We may want to apply secutiry system to our web by having users log in. When we want to quickly develop a authentication system like that we can use phpSS class made by Erik Grinaker.
phpSecureSite is an authentication and session-handling system for PHP. It is primarily intended for use in closed web-applications, where a user is required to enter a username and password to enter the site. It is made to be fully integrated with the web-application, which means that you will have to code a frontend (such as login screens etc) for it yourself.
Authentication is done with the widely used username and password scheme, where a user first identifies himself (the username) and then provides a secret known only to the user (the password) to prove that he is who is he claims to be.
To understand what a session handling system is, we need to take a look at how the web-server sees the world. The HTTP protocol, which is the language that your computer and the web-server uses to communicate, is a so-called stateless protocol. What this means is that when the web-server gets a request for a page it simply returns that page, no questions asked. It does not know, nor does it care, which user a request comes from. A session handling system determines which user makes a request, so that the page returned to the client can be dynamically built for that user.

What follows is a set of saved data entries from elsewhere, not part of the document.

impl Query {
    pub fn new() -> Self {
        Self::default()
    }

    /// Equality conditions from a JSON object, e.g. `{"count": 2}`.
    pub fn conditions(conditions: Value) -> Result<Self> {
        let map = attribute_object("conditions", conditions)?;
        Ok(Self {
            filters: map
                .into_iter()
                .map(|(attr, value)| AttrFilter::eq(attr, AttrValue::from(value)))
                .collect(),
            predicate: None,
        })
    }

    pub fn eq(self, attr: impl Into<String>, value: impl Into<AttrValue>) -> Self {
        self.with(AttrFilter::eq(attr, value))
    }

    pub fn ne(self, attr: impl Into<String>, value: impl Into<AttrValue>) -> Self {
        self.with(AttrFilter::ne(attr, value))
    }

    pub fn with(mut self, filter: AttrFilter) -> Self {
        self.filters.push(filter);
        self
    }

    pub fn matching<F>(mut self, predicate: F) -> Self
    where
        F: Fn(&Record) -> bool + Send + Sync + 'static,
    {
        self.predicate = Some(Arc::new(predicate));
        self
    }

    pub fn filters(&self) -> &[AttrFilter] {
        &self.filters
    }

    pub fn is_empty(&self) -> bool {
        self.filters.is_empty() && self.predicate.is_none()
    }

    pub fn matches(&self, record: &Record) -> bool {
        self.filters.iter().all(|filter| filter.matches(record))
            && self.predicate.as_ref().map_or(true, |p| p(record))
    }

    /// Check every filtered name against `schema` and cast each value
    /// through its attribute's kind.
    fn resolve(self, schema: &AttributeSchema) -> Result<Self> {
        let mut filters = Vec::with_capacity(self.filters.len());
        for filter in self.filters {
            if filter.attr == "id" {
                filters.push(filter);
                continue;
            }
            let kind = schema
                .get_spec(&filter.attr)
                .ok_or_else(|| RecordError::invalid_attribute(schema.model(), &filter.attr))?
                .kind;
            filters.push(filter.cast_for(kind));
        }
        Ok(Self {
            filters,
            predicate: self.predicate,
        })
    }

    /// The id of a query that is exactly `id == x` with no predicate.
    fn sole_id(&self) -> Option<&str> {
        match (self.filters.as_slice(), &self.predicate) {
            ([filter], None) if filter.attr == "id" && filter.op == FilterOp::Eq => {
                Some(&filter.value)
            }
            _ => None,
        }
    }

    fn describe(&self) -> String {
        self.filters
            .iter()
            .map(|filter| {
                let op = match filter.op {
                    FilterOp::Eq => ":",
                    FilterOp::Ne => " !=",
                };
                format!("{}{} {}", filter.attr, op, filter.value)
            })
            .collect::<Vec<_>>()
            .join(", ")
    }
}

The most basic use of phpSecureSite is obviously to protect access to an application or a set of
web-pages, but you can also do alot more with it. It comes with a set of modules which provides
functionality such as session variables (which lets you store a piece of data for a session, and retrieve that data in any page), access control lists (for setting which users/groups should be allowed access to a specific page) and much more.
The only downside with phpSecureSite is that it stores all its data in a database. This means that each and every request will result in at least one lookup in the database, which is not good for performance. But to do everything phpSecureSite does there is really no other way to do this. If you just need a light-weight session-handling system, you may be better off with some other package.